The concept of systemic racism is surely nothing new to many Rochesterians — especially during the pandemic. Black healthcare workers are already almost twice as likely to test positive for COVID-19 as their white colleagues and the disparities in our nation’s healthcare system are as clear as day. Of course, Black people are more than three times more likely to be killed during interactions with law enforcement officials as white people are. And while Rochesterians had already been protesting alongside the rest of the nation after the deaths of George Floyd, Breona Taylor, and countless others, the community had virtually no idea that another Black person died while in police custody here in the Flower City even before those other tragic deaths made news headlines.

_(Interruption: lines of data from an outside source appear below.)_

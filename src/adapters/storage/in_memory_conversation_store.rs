//! In-Memory Conversation Store Adapter
//!
//! Keeps history and flow state for every conversation in one map behind a
//! single lock, so a turn's commit is observed all-or-nothing. Nothing
//! survives a restart.

use async_trait::async_trait;
use std::collections::{HashMap, VecDeque};
use std::sync::Arc;
use tokio::sync::RwLock;

use crate::domain::conversation::Turn;
use crate::domain::dialogue::FlowState;
use crate::domain::foundation::{ConversationKey, Timestamp};
use crate::ports::{ConversationStore, StateUpdate, StoreError, TurnCommit};

/// Default number of turns retained per conversation.
pub const DEFAULT_HISTORY_LIMIT: usize = 16;

/// Default idle time after which a conversation is forgotten.
pub const DEFAULT_IDLE_TTL_SECS: u64 = 1800;

type Clock = Arc<dyn Fn() -> Timestamp + Send + Sync>;

#[derive(Debug, Clone)]
struct ConversationEntry {
    history: VecDeque<Turn>,
    state: Option<FlowState>,
    touched_at: Timestamp,
}

impl ConversationEntry {
    fn new(now: Timestamp) -> Self {
        Self {
            history: VecDeque::new(),
            state: None,
            touched_at: now,
        }
    }

    fn push(&mut self, turn: Turn, limit: usize) {
        self.history.push_back(turn);
        while self.history.len() > limit {
            self.history.pop_front();
        }
    }
}

/// In-memory storage for conversation history and flow state
#[derive(Clone)]
pub struct InMemoryConversationStore {
    entries: Arc<RwLock<HashMap<ConversationKey, ConversationEntry>>>,
    history_limit: usize,
    idle_ttl_secs: u64,
    clock: Clock,
}

impl std::fmt::Debug for InMemoryConversationStore {
    fn fmt(&self, f: &mut std::fmt::Formatter<'_>) -> std::fmt::Result {
        f.debug_struct("InMemoryConversationStore")
            .field("history_limit", &self.history_limit)
            .field("idle_ttl_secs", &self.idle_ttl_secs)
            .finish_non_exhaustive()
    }
}

impl InMemoryConversationStore {
    /// Create a store with default limits
    pub fn new() -> Self {
        Self::with_limits(DEFAULT_HISTORY_LIMIT, DEFAULT_IDLE_TTL_SECS)
    }

    /// Create a store with explicit history cap and idle TTL
    pub fn with_limits(history_limit: usize, idle_ttl_secs: u64) -> Self {
        Self {
            entries: Arc::new(RwLock::new(HashMap::new())),
            history_limit: history_limit.max(1),
            idle_ttl_secs,
            clock: Arc::new(Timestamp::now),
        }
    }

    /// Replace the time source (tests)
    pub fn with_clock(mut self, clock: impl Fn() -> Timestamp + Send + Sync + 'static) -> Self {
        self.clock = Arc::new(clock);
        self
    }

    /// Number of live conversations
    pub async fn conversation_count(&self) -> usize {
        self.entries.read().await.len()
    }

    fn is_expired(&self, entry: &ConversationEntry, now: &Timestamp) -> bool {
        entry.touched_at.is_older_than(self.idle_ttl_secs, now)
    }

    /// Drops idle conversations. Runs on every write.
    fn evict_idle(&self, entries: &mut HashMap<ConversationKey, ConversationEntry>, now: &Timestamp) {
        let before = entries.len();
        entries.retain(|_, entry| !self.is_expired(entry, now));
        let evicted = before - entries.len();
        if evicted > 0 {
            tracing::debug!(evicted, "Evicted idle conversations");
        }
    }

    async fn read_entry<T>(
        &self,
        key: &ConversationKey,
        f: impl FnOnce(&ConversationEntry) -> T,
    ) -> Option<T> {
        let now = (self.clock)();
        let entries = self.entries.read().await;
        entries
            .get(key)
            .filter(|entry| !self.is_expired(entry, &now))
            .map(f)
    }

    async fn write_entry(&self, key: &ConversationKey, f: impl FnOnce(&mut ConversationEntry)) {
        let now = (self.clock)();
        let mut entries = self.entries.write().await;
        self.evict_idle(&mut entries, &now);
        let entry = entries
            .entry(key.clone())
            .or_insert_with(|| ConversationEntry::new(now));
        f(entry);
        entry.touched_at = now;
    }
}

impl Default for InMemoryConversationStore {
    fn default() -> Self {
        Self::new()
    }
}

#[async_trait]
impl ConversationStore for InMemoryConversationStore {
    async fn append_turn(&self, key: &ConversationKey, turn: Turn) -> Result<(), StoreError> {
        let limit = self.history_limit;
        self.write_entry(key, |entry| entry.push(turn, limit)).await;
        Ok(())
    }

    async fn get_history(&self, key: &ConversationKey) -> Result<Vec<Turn>, StoreError> {
        Ok(self
            .read_entry(key, |entry| entry.history.iter().cloned().collect())
            .await
            .unwrap_or_default())
    }

    async fn get_state(&self, key: &ConversationKey) -> Result<Option<FlowState>, StoreError> {
        Ok(self.read_entry(key, |entry| entry.state.clone()).await.flatten())
    }

    async fn set_state(&self, key: &ConversationKey, state: FlowState) -> Result<(), StoreError> {
        self.write_entry(key, |entry| entry.state = Some(state)).await;
        Ok(())
    }

    async fn clear(&self, key: &ConversationKey) -> Result<(), StoreError> {
        self.entries.write().await.remove(key);
        Ok(())
    }

    async fn commit(&self, key: &ConversationKey, commit: TurnCommit) -> Result<(), StoreError> {
        if commit.state == StateUpdate::Clear {
            return self.clear(key).await;
        }

        let limit = self.history_limit;
        self.write_entry(key, |entry| {
            for turn in commit.turns {
                entry.push(turn, limit);
            }
            if let StateUpdate::Replace(state) = commit.state {
                entry.state = Some(state);
            }
        })
        .await;
        Ok(())
    }
}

Thanks to police video released by the grieving family of Daniel Prude and Free the People ROC, the community and the nation had a chance to see first-hand the kind of treatment Prude received a week before his death. Videos have become one of the most popular ways to consume content, with YouTube’s visitor rates exceeding 2 billion every month. The video was disturbing yet compelling, managing to call the conduct of the officers into question and sounding the alarm on an international scale. During what is being referred to as a mental health episode, an unclothed Prude was held down in the middle of the street with his head covered in a spit hood. Officers could be heard mocking Prude; during the encounter, Prude lost consciousness and was placed on life support upon his admittance to the hospital. A week later, Prude was gone — and now, his family and the community are demanding answers.
As a result of Prude’s death, protests have been staged each night downtown. These protests have been mostly peaceful, with a few exceptions. By and large, according to news media and protestors on the ground, law enforcement officers have been the ones escalating these incidents into violence. While 3.6 million open wounds are reported in the U.S. every year, civilians — including some city legislators — have experienced severe injuries due to the pepper balls and other warfare used on protestors. There was even an incident caught on video that involved the driver of a speeding car hitting protestors and spraying them with pepper spray.
Still, the community isn’t giving up. Free the People ROC established a list of demands from the start, most of which have not yet been met. Although seven officers were suspended pending investigation, those officers are entitled to pay during their suspension. And while Police Chief La’Ron Singletary and the entire RPD command staff chose to retire in the past week, there’s no indication that Mayor Lovely Warren will be giving up her post. As for the officers directly involved in the incident that led to Daniel Prude’s homicide, as was ruled by the official autopsy, the State Attorney General’s investigation will determine whether any charges will be filed.
In the midst of so much rightful anger and fear, however, the community has managed to come together to find joy. In a celebration of life held last night in Rochester, Prude’s family members and others from the area gathered to sing, dance, and demand justice. With live music from Danielle Ponder and speeches from family members and community organizers, hundreds found their way to Jefferson Avenue in the city to enjoy each other’s company, celebrate the life of Daniel Prude, and provide the strength needed to continue the long fight ahead.
These times may be dark and uncertain. But it’s clear that Rochester has been energized to keep up the momentum. With any luck, a change is going to come.